The purity figure or pass/fail outcome should be easy to find and clearly tied to the tested batch.
Prefer lab-hosted verification over a loose file
A PDF emailed as an attachment can be edited by anyone with the right software. A stronger signal is a live verification page hosted by the testing laboratory itself, where you can confirm the result on the lab's own domain. That makes the document far harder to alter and lets a researcher validate it independently rather than taking a screenshot on faith.
Red flags worth slowing down for
- No batch or lot number anywhere on the document.
- No named test method — purity figures with no methodology behind them.
- No identifiable independent laboratory.
- A generic purity claim with no underlying report attached.

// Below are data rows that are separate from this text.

//! GitLab projects and issues as queryable tables.
//!
//! Each table is a static descriptor plus list/get hydrate functions. The
//! hydrates walk GitLab's paginated REST endpoints and stream raw items into
//! a [`plugin::query::RowSink`]; the host projects them into typed rows.

pub mod cli;
pub mod config;
pub mod error;
pub mod gitlab;
pub mod logging;
pub mod output;
pub mod pagination;
pub mod plugin;
pub mod predicates;
pub mod run;
pub mod tables;
pub mod transforms;

pub use error::{Error, Result};
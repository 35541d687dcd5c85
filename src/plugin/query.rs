use crate::config::Settings;
use crate::error::{Error, Result};
use crate::plugin::quals::KeyColumnQuals;
use crate::plugin::row::{Row, project_row};
use crate::plugin::table::{ColumnType, Table};
use serde_json::Value;
use std::sync::Arc;
use tracing::debug;

/// Per-call state handed to every hydrate function.
#[derive(Debug, Clone)]
pub struct QueryData {
    pub settings: Arc<Settings>,
    pub quals: KeyColumnQuals,
}

impl QueryData {
    pub fn new(settings: Arc<Settings>, quals: KeyColumnQuals) -> Self {
        QueryData { settings, quals }
    }
}

/// Receiver for raw items produced by list and get handlers
pub trait RowSink {
    fn stream_list_item(&mut self, item: Value) -> Result<()>;
}

impl RowSink for Vec<Value> {
    fn stream_list_item(&mut self, item: Value) -> Result<()> {
        self.push(item);
        Ok(())
    }
}

/// Projects raw items through the table's columns and forwards matching rows.
struct Projector<'q, F> {
    table: &'q Table,
    quals: &'q KeyColumnQuals,
    emit: F,
}

impl<F> RowSink for Projector<'_, F>
where
    F: FnMut(Row) -> Result<()> + Send,
{
    fn stream_list_item(&mut self, item: Value) -> Result<()> {
        let row = project_row(self.table, &item, self.quals)?;
        // Quals without upstream support are enforced here.
        if row.matches(self.quals) {
            (self.emit)(row)?;
        }
        Ok(())
    }
}

/// Rejects quals on unknown columns or on columns that cannot be compared.
pub fn validate_quals(table: &Table, quals: &KeyColumnQuals) -> Result<()> {
    for name in quals.keys() {
        let column = table.column(name).ok_or_else(|| {
            Error::UnsupportedQuery(format!(
                "Table '{}' has no column named '{name}'",
                table.name
            ))
        })?;
        if matches!(column.column_type, ColumnType::Timestamp | ColumnType::Json) {
            return Err(Error::UnsupportedQuery(format!(
                "Column '{name}' of type {} does not support '=' qualifiers",
                column.column_type
            )));
        }
    }
    Ok(())
}

/// Quals the list hydrate may push upstream: those on `optional_key_columns`.
pub fn list_quals(table: &Table, quals: &KeyColumnQuals) -> KeyColumnQuals {
    quals
        .iter()
        .filter(|(name, _)| table.list.optional_key_columns.contains(&name.as_str()))
        .map(|(name, value)| (name.clone(), value.clone()))
        .collect()
}

/// Runs a query against `table`, emitting each projected row as it arrives.
///
/// The get hydrate is used when every get key column carries a qual;
/// otherwise the list hydrate streams all pages. Every qual in `d` is
/// enforced on the projected rows either way.
pub async fn execute<F>(table: &Table, d: &QueryData, emit: F) -> Result<()>
where
    F: FnMut(Row) -> Result<()> + Send,
{
    validate_quals(table, &d.quals)?;

    let mut projector = Projector {
        table,
        quals: &d.quals,
        emit,
    };

    match &table.get {
        Some(get) if get.key_columns.iter().all(|k| d.quals.contains_key(*k)) => {
            debug!(table = table.name, "using get hydrate");
            let item = (get.hydrate)(d).await?;
            projector.stream_list_item(item)
        }
        _ => {
            let pushdown = QueryData::new(d.settings.clone(), list_quals(table, &d.quals));
            debug!(
                table = table.name,
                pushdown = pushdown.quals.len(),
                "using list hydrate"
            );
            (table.list.hydrate)(&pushdown, &mut projector).await
        }
    }
}
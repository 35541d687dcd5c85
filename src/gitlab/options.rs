use crate::pagination::PAGE_SIZE;
use serde::Serialize;

/// Page cursor sent with every list request
#[derive(Debug, Clone, Copy, PartialEq, Eq, Serialize)]
pub struct ListOptions {
    pub page: u32,
    pub per_page: u32,
}

impl ListOptions {
    pub fn page(page: u32) -> Self {
        ListOptions {
            page,
            per_page: PAGE_SIZE,
        }
    }
}

/// Filters accepted by both `GET /issues` and `GET /projects/:id/issues`
#[derive(Debug, Clone, Default, PartialEq, Eq, Serialize)]
pub struct IssueFilters {
    #[serde(skip_serializing_if = "Option::is_none")]
    pub scope: Option<String>,
    #[serde(skip_serializing_if = "Option::is_none")]
    pub assignee_username: Option<String>,
    #[serde(skip_serializing_if = "Option::is_none")]
    pub assignee_id: Option<i64>,
    #[serde(skip_serializing_if = "Option::is_none")]
    pub author_id: Option<i64>,
    #[serde(skip_serializing_if = "Option::is_none")]
    pub confidential: Option<bool>,
    #[serde(skip_serializing_if = "Option::is_none")]
    pub search: Option<String>,
}

impl IssueFilters {
    /// Issues visible to the token, not only those created by or assigned to it.
    pub fn all_scope() -> Self {
        IssueFilters {
            scope: Some("all".to_string()),
            ..Default::default()
        }
    }
}
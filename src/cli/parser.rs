/// Enum representing CLI commands
#[derive(Debug, PartialEq)]
pub enum Command {
    Tables,
    Describe {
        table: String,
    },
    Query {
        table: String,
        quals: Vec<(String, String)>,
    },
    Help,
    Unknown(String),
}

pub const USAGE: &str = "Usage:
  gitlab-tables tables
  gitlab-tables describe <table>
  gitlab-tables query <table> [<column>=<value> ...]";

/// Parse command line arguments and return a Command
///
/// # Arguments
/// * `args` - Command line arguments (including program name)
///
/// # Returns
/// * `Command` - The parsed command
pub fn parse_args(args: &[String]) -> Command {
    match args.len() {
        0 | 1 => Command::Help,
        2 => match args[1].as_str() {
            "tables" => Command::Tables,
            "help" | "--help" | "-h" => Command::Help,
            "describe" | "query" => Command::Unknown(format!(
                "Missing table argument. Usage: gitlab-tables {} <table>",
                args[1]
            )),
            cmd => Command::Unknown(cmd.to_string()),
        },
        _ => match args[1].as_str() {
            "describe" if args.len() == 3 => Command::Describe {
                table: args[2].clone(),
            },
            "query" => match parse_quals(&args[3..]) {
                Ok(quals) => Command::Query {
                    table: args[2].clone(),
                    quals,
                },
                Err(message) => Command::Unknown(message),
            },
            cmd => Command::Unknown(cmd.to_string()),
        },
    }
}

/// Splits `column=value` arguments. The value may itself contain `=`.
fn parse_quals(args: &[String]) -> Result<Vec<(String, String)>, String> {
    args.iter()
        .map(|arg| match arg.split_once('=') {
            Some((column, value)) if !column.is_empty() => {
                Ok((column.to_string(), value.to_string()))
            }
            _ => Err(format!(
                "Invalid qualifier '{arg}'. Please use <column>=<value>."
            )),
        })
        .collect()
}
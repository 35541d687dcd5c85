//! Host-facing contract: table descriptors, quals, row projection and
//! query dispatch.

pub mod quals;
pub mod query;
pub mod row;
pub mod table;

use crate::error::{Error, Result};
use crate::tables::{issue::table_issue, project::table_project};
use table::Table;

/// Registered tables
#[derive(Debug, Clone)]
pub struct Plugin {
    pub tables: Vec<Table>,
}

impl Plugin {
    pub fn table(&self, name: &str) -> Result<&Table> {
        self.tables
            .iter()
            .find(|t| t.name == name)
            .ok_or_else(|| Error::UnknownTable(name.to_string()))
    }
}

pub fn plugin() -> Plugin {
    Plugin {
        tables: vec![table_project(), table_issue()],
    }
}
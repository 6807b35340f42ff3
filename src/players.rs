//! Hot-seat player bookkeeping
//!
//! Turn rotation, per-player scores, elimination and winner detection. Scores are
//! keyed by player name in a `BTreeMap` so iteration order is stable.

use std::collections::BTreeMap;

use serde::{Deserialize, Serialize};

use crate::error::ValidationError;

/// A seat at the table
#[derive(Debug, Clone, PartialEq, Eq, Serialize, Deserialize)]
pub struct Player {
    pub name: String,
    /// Eliminated players are skipped by the rotation
    #[serde(default)]
    pub eliminated: bool,
}

impl Player {
    pub fn new(name: impl Into<String>) -> Self {
        Self {
            name: name.into(),
            eliminated: false,
        }
    }
}

/// Where the rotation lands next
#[derive(Debug, Clone, Copy, PartialEq, Eq)]
pub struct NextSeat {
    pub index: usize,
    /// The rotation passes seat 0, starting a new round
    pub wraps: bool,
}

#[derive(Debug, Clone, PartialEq, Serialize, Deserialize)]
pub struct PlayerManager {
    #[serde(default)]
    pub players: Vec<Player>,
    #[serde(default)]
    pub current_player_index: usize,
    /// 1-based round number
    #[serde(default)]
    pub round: u32,
    #[serde(default)]
    pub scores: BTreeMap<String, i64>,
}

impl Default for PlayerManager {
    fn default() -> Self {
        Self {
            players: Vec::new(),
            current_player_index: 0,
            round: 1,
            scores: BTreeMap::new(),
        }
    }
}

impl PlayerManager {
    /// Register players in seating order
    pub fn new<I, S>(names: I) -> Result<Self, ValidationError>
    where
        I: IntoIterator<Item = S>,
        S: Into<String>,
    {
        let mut manager = Self::default();
        for name in names {
            let name = name.into();
            if manager.scores.contains_key(&name) {
                return Err(ValidationError::DuplicatePlayer(name));
            }
            manager.scores.insert(name.clone(), 0);
            manager.players.push(Player::new(name));
        }
        if manager.players.is_empty() {
            return Err(ValidationError::NoPlayers);
        }
        Ok(manager)
    }

    pub fn len(&self) -> usize {
        self.players.len()
    }

    pub fn is_empty(&self) -> bool {
        self.players.is_empty()
    }

    pub fn current_player(&self) -> Option<&Player> {
        self.players.get(self.current_player_index)
    }

    pub fn score_of(&self, name: &str) -> Option<i64> {
        self.scores.get(name).copied()
    }

    /// Add `points` to the current player; returns the new total
    pub fn record_score(&mut self, points: i64) -> Option<i64> {
        let name = self.current_player()?.name.clone();
        let total = self.scores.entry(name).or_insert(0);
        *total = total.saturating_add(points);
        Some(*total)
    }

    pub fn eliminate_current(&mut self) {
        if let Some(player) = self.players.get_mut(self.current_player_index) {
            log::info!("{} eliminated", player.name);
            player.eliminated = true;
        }
    }

    pub fn active_count(&self) -> usize {
        self.players.iter().filter(|p| !p.eliminated).count()
    }

    /// Next un-eliminated seat after the current one (may be the current seat)
    pub fn peek_next(&self) -> Option<NextSeat> {
        let len = self.players.len();
        if len == 0 {
            return None;
        }
        let start = self.current_player_index.min(len - 1);
        (1..=len)
            .map(|step| (start + step) % len)
            .find(|&i| !self.players[i].eliminated)
            .map(|index| NextSeat {
                index,
                wraps: index <= start,
            })
    }

    /// Move to the next seat, bumping the round on wraparound
    pub fn advance(&mut self) -> Option<NextSeat> {
        let next = self.peek_next()?;
        self.current_player_index = next.index;
        if next.wraps {
            self.round += 1;
            log::info!("Round {} begins", self.round);
        }
        Some(next)
    }

    pub fn max_score(&self) -> Option<i64> {
        self.contenders().filter_map(|p| self.score_of(&p.name)).max()
    }

    /// All contenders tied at the maximum score
    ///
    /// Contenders are the un-eliminated players, or everyone once all are out.
    pub fn winners(&self) -> Vec<String> {
        let Some(best) = self.max_score() else {
            return Vec::new();
        };
        self.contenders()
            .filter(|p| self.score_of(&p.name) == Some(best))
            .map(|p| p.name.clone())
            .collect()
    }

    fn contenders(&self) -> impl Iterator<Item = &Player> {
        let any_active = self.players.iter().any(|p| !p.eliminated);
        self.players.iter().filter(move |p| !any_active || !p.eliminated)
    }

    /// Zero scores, revive everyone, back to seat 0 in round 1
    pub fn reset(&mut self) {
        for player in &mut self.players {
            player.eliminated = false;
        }
        self.scores = self.players.iter().map(|p| (p.name.clone(), 0)).collect();
        self.current_player_index = 0;
        self.round = 1;
    }

    /// Repair invariants in place; returns a description of each fix
    pub fn repair(&mut self) -> Vec<String> {
        let mut fixes = Vec::new();

        if !self.players.is_empty() && self.current_player_index >= self.players.len() {
            fixes.push(format!(
                "current player index {} out of range for {} players, reset to 0",
                self.current_player_index,
                self.players.len()
            ));
            self.current_player_index = 0;
        }

        if self.round == 0 {
            fixes.push("round 0 reset to 1".to_string());
            self.round = 1;
        }

        let missing: Vec<String> = self
            .players
            .iter()
            .filter(|p| !self.scores.contains_key(&p.name))
            .map(|p| p.name.clone())
            .collect();
        if !missing.is_empty() {
            fixes.push(format!("missing scores for {} restored to 0", missing.join(", ")));
            for name in missing {
                self.scores.insert(name, 0);
            }
        }

        let before = self.scores.len();
        let players = &self.players;
        self.scores.retain(|name, _| players.iter().any(|p| &p.name == name));
        if self.scores.len() != before {
            fixes.push(format!("dropped {} scores for unknown players", before - self.scores.len()));
        }

        fixes
    }
}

- A COA whose compound or vial size does not match what is being supplied.
A two-minute walk-through
Here is the order most experienced researchers read a certificate in. First, the compound name — does it match what was ordered? Second, the lot or batch number — does it match the vial? Third, the method — is HPLC, or another named technique, actually stated? Fourth, the result — is the purity figure clearly tied to that batch rather than floated as a general claim? Finally, the source — is there an independent lab, and ideally a way to confirm the result on that lab's own system?
Run that sequence and a weak document falls apart quickly. If you reach step two and there is no lot number to match against your vial, the remaining fields barely matter, because nothing connects the paper to the powder.
Why the format of the document matters
Two certificates can contain the same numbers and still differ in how much confidence they earn. A flat image with no source is easy to produce and hard to check. A record hosted on the testing laboratory's own system, tied to a lot number you can match against your vial, is a different class of evidence. The information may look similar at a glance, but only one of them lets a researcher confirm the result independently — and that independent check is the entire reason to ask for documentation in the first place.
How we think about COAs
Our own approach is built around batch documentation and third-party verification. The goal is unglamorous but important: a researcher should be able to connect a labeled lot number to a real analytical report before that material is ever used in an in vitro workflow. If a document cannot survive that simple test, it is not doing its job.
Read enough certificates and a pattern emerges — the trustworthy ones are boring in the best way. Clear identity, clear method, clear result, clear lot. When a COA tries to dazzle instead of inform, that is usually the tell.